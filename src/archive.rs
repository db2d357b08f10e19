//! Remote opacity archive: refractive-index tables and precomputed solver
//! opacity tables served over HTTPS, with an on-disk cache.
use crate::error::PipelineError;
use crate::opacity::{parse_opacity_text, OpacityTable};
use crate::util::write_atomic;
use anyhow::{anyhow, Context, Result};
use std::fs;
use std::path::{Path, PathBuf};
use std::time::{Duration, Instant};

pub const ARCHIVE_BASE_URL: &str =
    "https://raw.githubusercontent.com/jzamponi/utils/main/opacity_tables/";

const FETCH_TIMEOUT: Duration = Duration::from_secs(60);

/// Named text files in a remote table archive.
pub trait OpacityArchive {
    fn fetch_text(&self, file_name: &str) -> Result<String>;

    /// GET an absolute URL outside the archive.
    fn fetch_url(&self, url: &str) -> Result<String>;

    /// Fetch a precomputed solver table and verify it parses before use.
    fn fetch_table(&self, file_name: &str) -> Result<OpacityTable> {
        let text = self.fetch_text(file_name)?;
        parse_opacity_text(file_name, &text).map_err(|err| {
            anyhow::Error::from(PipelineError::Fetch {
                url: file_name.to_string(),
                reason: format!("{err:#}"),
            })
        })
    }
}

/// HTTPS archive client; successful downloads are cached by file name.
pub struct HttpArchive {
    base_url: String,
    cache_dir: Option<PathBuf>,
    agent: ureq::Agent,
}

impl HttpArchive {
    pub fn new(base_url: impl Into<String>, cache_dir: Option<PathBuf>) -> Self {
        let agent: ureq::Agent = ureq::Agent::config_builder()
            .timeout_global(Some(FETCH_TIMEOUT))
            .build()
            .into();
        Self {
            base_url: base_url.into(),
            cache_dir,
            agent,
        }
    }

    /// The public archive, cached under the user cache directory.
    pub fn public() -> Self {
        let cache_dir = dirs::cache_dir().map(|dir| dir.join("synthesizer").join("opacity_tables"));
        Self::new(ARCHIVE_BASE_URL, cache_dir)
    }

    fn url_for(&self, file_name: &str) -> String {
        format!("{}/{}", self.base_url.trim_end_matches('/'), file_name)
    }

    fn cached(&self, file_name: &str) -> Option<String> {
        let path = self.cache_dir.as_ref()?.join(file_name);
        fs::read_to_string(path).ok()
    }

    fn store(&self, file_name: &str, text: &str) {
        let Some(dir) = &self.cache_dir else {
            return;
        };
        let path = dir.join(file_name);
        if let Err(err) = write_atomic(&path, text.as_bytes()) {
            tracing::warn!(path = %path.display(), error = %err, "unable to cache archive file");
        }
    }
}

impl OpacityArchive for HttpArchive {
    fn fetch_text(&self, file_name: &str) -> Result<String> {
        if let Some(text) = self.cached(file_name) {
            tracing::debug!(file = file_name, "archive cache hit");
            return Ok(text);
        }
        let text = self.fetch_url(&self.url_for(file_name))?;
        self.store(file_name, &text);
        Ok(text)
    }

    /// Every transport or status failure maps to `PipelineError::Fetch`.
    fn fetch_url(&self, url: &str) -> Result<String> {
        let start = Instant::now();
        let mut response = self.agent.get(url).call().map_err(|err| PipelineError::Fetch {
            url: url.to_string(),
            reason: err.to_string(),
        })?;
        let text = response
            .body_mut()
            .read_to_string()
            .map_err(|err| PipelineError::Fetch {
                url: url.to_string(),
                reason: err.to_string(),
            })?;
        tracing::info!(
            url,
            bytes = text.len(),
            elapsed_ms = start.elapsed().as_millis(),
            "archive fetch complete"
        );
        Ok(text)
    }
}

/// Download a file referenced by URL into `dest`.
pub fn download_to(archive: &dyn OpacityArchive, url: &str, dest: &Path) -> Result<PathBuf> {
    if !url.starts_with("http://") && !url.starts_with("https://") {
        return Err(anyhow!("not a URL: {url}"));
    }
    let text = archive.fetch_url(url)?;
    write_atomic(dest, text.as_bytes()).with_context(|| format!("save {url}"))?;
    Ok(dest.to_path_buf())
}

============================================================

> _AIM OF THE TASK_: Starting at the top, retype every line of the material above exactly.

> _SOLUTION TO THE PROBLEM_:
filename src/archive.rs
repository db2d357b08f10e19
//! Remote opacity archive: refractive-index tables and precomputed solver
//! opacity tables served over HTTPS, with an on-disk cache.
use crate::error::PipelineError;
use crate::opacity::{parse_opacity_text, OpacityTable};
use crate::util::write_atomic;
use anyhow::{anyhow, Context, Result};
use std::fs;
use std::path::{Path, PathBuf};
use std::time::{Duration, Instant};

pub const ARCHIVE_BASE_URL: &str =
    "https://raw.githubusercontent.com/jzamponi/utils/main/opacity_tables/";

const FETCH_TIMEOUT: Duration = Duration::from_secs(60);

/// Named text files in a remote table archive.
pub trait OpacityArchive {
    fn fetch_text(&self, file_name: &str) -> Result<String>;

    /// GET an absolute URL outside the archive.
    fn fetch_url(&self, url: &str) -> Result<String>;

    /// Fetch a precomputed solver table and verify it parses before use.
    fn fetch_table(&self, file_name: &str) -> Result<OpacityTable> {
        let text = self.fetch_text(file_name)?;
        parse_opacity_text(file_name, &text).map_err(|err| {
            anyhow::Error::from(PipelineError::Fetch {
                url: file_name.to_string(),
                reason: format!("{err:#}"),
            })
        })
    }
}

/// HTTPS archive client; successful downloads are cached by file name.
pub struct HttpArchive {
    base_url: String,
    cache_dir: Option<PathBuf>,
    agent: ureq::Agent,
}

impl HttpArchive {
    pub fn new(base_url: impl Into<String>, cache_dir: Option<PathBuf>) -> Self {
        let agent: ureq::Agent = ureq::Agent::config_builder()
            .timeout_global(Some(FETCH_TIMEOUT))
            .build()
            .into();
        Self {
            base_url: base_url.into(),
            cache_dir,
            agent,
        }
    }

    /// The public archive, cached under the user cache directory.
    pub fn public() -> Self {
        let cache_dir = dirs::cache_dir().map(|dir| dir.join("synthesizer").join("opacity_tables"));
        Self::new(ARCHIVE_BASE_URL, cache_dir)
    }

    fn url_for(&self, file_name: &str) -> String {
        format!("{}/{}", self.base_url.trim_end_matches('/'), file_name)
    }

    fn cached(&self, file_name: &str) -> Option<String> {
        let path = self.cache_dir.as_ref()?.join(file_name);
        fs::read_to_string(path).ok()
    }

    fn store(&self, file_name: &str, text: &str) {
        let Some(dir) = &self.cache_dir else {
            return;
        };
        let path = dir.join(file_name);
        if let Err(err) = write_atomic(&path, text.as_bytes()) {
            tracing::warn!(path = %path.display(), error = %err, "unable to cache archive file");
        }
    }
}

impl OpacityArchive for HttpArchive {
    fn fetch_text(&self, file_name: &str) -> Result<String> {
        if let Some(text) = self.cached(file_name) {
            tracing::debug!(file = file_name, "archive cache hit");
            return Ok(text);
        }
        let text = self.fetch_url(&self.url_for(file_name))?;
        self.store(file_name, &text);
        Ok(text)
    }

    /// Every transport or status failure maps to `PipelineError::Fetch`.
    fn fetch_url(&self, url: &str) -> Result<String> {
        let start = Instant::now();
        let mut response = self.agent.get(url).call().map_err(|err| PipelineError::Fetch {
            url: url.to_string(),
            reason: err.to_string(),
        })?;
        let text = response
            .body_mut()
            .read_to_string()
            .map_err(|err| PipelineError::Fetch {
                url: url.to_string(),
                reason: err.to_string(),
            })?;
        tracing::info!(
            url,
            bytes = text.len(),
            elapsed_ms = start.elapsed().as_millis(),
            "archive fetch complete"
        );
        Ok(text)
    }
}

/// Download a file referenced by URL into `dest`.
pub fn download_to(archive: &dyn OpacityArchive, url: &str, dest: &Path) -> Result<PathBuf> {
    if !url.starts_with("http://") && !url.starts_with("https://") {
        return Err(anyhow!("not a URL: {url}"));
    }
    let text = archive.fetch_url(url)?;
    write_atomic(dest, text.as_bytes()).with_context(|| format!("save {url}"))?;
    Ok(dest.to_path_buf())
}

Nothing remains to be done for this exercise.